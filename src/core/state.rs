//! The state threaded through every step of a computation.
//!
//! A [`State`] is replaced, never mutated: every operation consumes the old
//! value and returns the new one, so the branches of an alternative can both
//! start from the same snapshot without observing each other.

use super::error::{StepError, BREADCRUMB_SEPARATOR};
use super::log::{LogEntry, LogLevel};
use crate::config::Settings;
use chrono::{DateTime, Utc};
use std::any::Any;
use std::fmt;
use std::sync::Arc;
use uuid::Uuid;

/// Opaque handle to the externally driven resource.
///
/// The engine never creates or tears down the resource; it only carries the
/// handle from step to step. Steps needing mutation should put interior
/// mutability inside the handle.
#[derive(Clone)]
pub struct Session(Arc<dyn Any + Send + Sync>);

impl Session {
    pub fn new<T: Any + Send + Sync>(handle: T) -> Self {
        Self(Arc::new(handle))
    }

    pub fn downcast_ref<T: Any>(&self) -> Option<&T> {
        self.0.downcast_ref::<T>()
    }
}

impl fmt::Debug for Session {
    fn fmt(&self, f: &mut fmt::Formatter<'_>) -> fmt::Result {
        f.write_str("Session(..)")
    }
}

/// Identity of one run, shared by every state of that run.
#[derive(Debug)]
struct RunScope {
    id: Uuid,
    started_at: DateTime<Utc>,
}

impl RunScope {
    fn new() -> Self {
        Self {
            id: Uuid::new_v4(),
            started_at: Utc::now(),
        }
    }
}

/// Value + bookkeeping envelope passed through a computation.
#[derive(Clone, Debug)]
pub struct State {
    session: Option<Session>,
    context: Vec<String>,
    errors: Vec<StepError>,
    log: Vec<LogEntry>,
    settings: Settings,
    announced: Vec<String>,
    run: Arc<RunScope>,
}

impl Default for State {
    fn default() -> Self {
        Self::new(Settings::default())
    }
}

impl State {
    /// Create the empty state a run starts from.
    pub fn new(settings: Settings) -> Self {
        Self {
            session: None,
            context: Vec::new(),
            errors: Vec::new(),
            log: Vec::new(),
            settings,
            announced: Vec::new(),
            run: Arc::new(RunScope::new()),
        }
    }

    /// Typed access to the session handle, if one is installed.
    pub fn session<T: Any>(&self) -> Option<&T> {
        self.session.as_ref().and_then(|s| s.downcast_ref::<T>())
    }

    pub fn session_handle(&self) -> Option<&Session> {
        self.session.as_ref()
    }

    pub fn with_session<T: Any + Send + Sync>(self, handle: T) -> Self {
        self.with_session_handle(Session::new(handle))
    }

    pub fn with_session_handle(mut self, session: Session) -> Self {
        self.session = Some(session);
        self
    }

    pub fn without_session(mut self) -> Self {
        self.session = None;
        self
    }

    /// Names of the enclosing scopes, outermost first.
    pub fn context(&self) -> &[String] {
        &self.context
    }

    pub fn errors(&self) -> &[StepError] {
        &self.errors
    }

    pub fn log(&self) -> &[LogEntry] {
        &self.log
    }

    pub fn settings(&self) -> &Settings {
        &self.settings
    }

    pub fn run_id(&self) -> Uuid {
        self.run.id
    }

    pub fn started_at(&self) -> DateTime<Utc> {
        self.run.started_at
    }

    pub fn is_faulted(&self) -> bool {
        !self.errors.is_empty()
    }

    /// Append an error record.
    pub fn add_error(mut self, error: impl Into<StepError>) -> Self {
        self.errors.push(error.into());
        self
    }

    /// Replace the error sequence outright.
    pub fn with_errors(mut self, errors: Vec<StepError>) -> Self {
        self.errors = errors;
        self
    }

    /// Record a log entry at the current depth and publish it to subscribers.
    pub fn emit(self, level: LogLevel, message: impl Into<String>) -> Self {
        let depth = self.context.len();
        self.record(LogEntry::new(level, message, depth))
    }

    fn record(mut self, entry: LogEntry) -> Self {
        self.settings.log_stream().publish(&entry);
        self.log.push(entry);
        self
    }

    /// Enter a named scope; announces the scope path the first time this
    /// state's history enters it.
    ///
    /// Announcements travel with the state, so a discarded branch or attempt
    /// takes its announcements with it.
    pub(crate) fn push_scope(mut self, name: &str) -> Self {
        let depth = self.context.len();
        self.context.push(name.to_string());
        let path = self.context.join(BREADCRUMB_SEPARATOR);
        if self.announced.contains(&path) {
            return self;
        }
        self.announced.push(path.clone());
        self.record(LogEntry::new(LogLevel::Scope, path, depth))
    }

    /// Drop scopes back down to `depth`.
    pub(crate) fn truncate_scopes(mut self, depth: usize) -> Self {
        self.context.truncate(depth);
        self
    }
}

#[cfg(test)]
mod tests {
    use super::*;

    #[derive(Debug, PartialEq)]
    struct FakeBrowser {
        url: String,
    }

    #[test]
    fn new_state_is_empty() {
        let state = State::default();
        assert!(state.context().is_empty());
        assert!(state.errors().is_empty());
        assert!(state.log().is_empty());
        assert!(state.session_handle().is_none());
        assert!(!state.is_faulted());
    }

    #[test]
    fn add_error_returns_new_state() {
        let state = State::default();
        let faulted = state.clone().add_error("boom");

        assert!(!state.is_faulted());
        assert!(faulted.is_faulted());
        assert_eq!(faulted.errors()[0].message(), "boom");
    }

    #[test]
    fn with_errors_replaces_sequence() {
        let state = State::default().add_error("a").add_error("b");
        let replaced = state.with_errors(vec![StepError::new("c")]);
        assert_eq!(replaced.errors().len(), 1);
        assert_eq!(replaced.errors()[0].message(), "c");
    }

    #[test]
    fn session_is_typed() {
        let state = State::default().with_session(FakeBrowser {
            url: "about:blank".to_string(),
        });
        assert_eq!(
            state.session::<FakeBrowser>().map(|b| b.url.as_str()),
            Some("about:blank")
        );
        assert!(state.session::<String>().is_none());
        assert!(state.without_session().session::<FakeBrowser>().is_none());
    }

    #[test]
    fn emit_uses_scope_depth() {
        let state = State::default()
            .emit(LogLevel::Info, "root")
            .push_scope("Chrome")
            .emit(LogLevel::Warn, "nested");

        let lines: Vec<String> = state.log().iter().map(LogEntry::render).collect();
        assert_eq!(lines, vec!["INFO: root", "Chrome", "  WARN: nested"]);
    }

    #[test]
    fn scope_is_announced_once_per_history() {
        let state = State::default()
            .push_scope("Chrome")
            .truncate_scopes(0)
            .push_scope("Chrome");
        assert_eq!(state.log().len(), 1);
        assert_eq!(state.context(), &["Chrome".to_string()]);
    }

    #[test]
    fn snapshot_does_not_see_later_announcements() {
        let snapshot = State::default();
        let _entered = snapshot.clone().push_scope("Tile");

        let again = snapshot.push_scope("Tile");
        let lines: Vec<String> = again.log().iter().map(LogEntry::render).collect();
        assert_eq!(lines, vec!["Tile"]);
    }

    #[test]
    fn clones_share_run_identity() {
        let state = State::default();
        let clone = state.clone().add_error("x");
        assert_eq!(state.run_id(), clone.run_id());
        assert_ne!(state.run_id(), State::default().run_id());
    }
}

PROBLEM DETAILS
Print the records verbatim, stopping after the "impl fmt::Debug for" line.

ANSWER BELOW
filename src/core/state.rs
//! The state threaded through every step of a computation.
//!
//! A [`State`] is replaced, never mutated: every operation consumes the old
//! value and returns the new one, so the branches of an alternative can both
//! start from the same snapshot without observing each other.

use super::error::{StepError, BREADCRUMB_SEPARATOR};
use super::log::{LogEntry, LogLevel};
use crate::config::Settings;
use chrono::{DateTime, Utc};
use std::any::Any;
use std::fmt;
use std::sync::Arc;
use uuid::Uuid;

/// Opaque handle to the externally driven resource.
///
/// The engine never creates or tears down the resource; it only carries the
/// handle from step to step. Steps needing mutation should put interior
/// mutability inside the handle.
#[derive(Clone)]
pub struct Session(Arc<dyn Any + Send + Sync>);

impl Session {
    pub fn new<T: Any + Send + Sync>(handle: T) -> Self {
        Self(Arc::new(handle))
    }

    pub fn downcast_ref<T: Any>(&self) -> Option<&T> {
        self.0.downcast_ref::<T>()
    }
}

impl fmt::Debug for Session {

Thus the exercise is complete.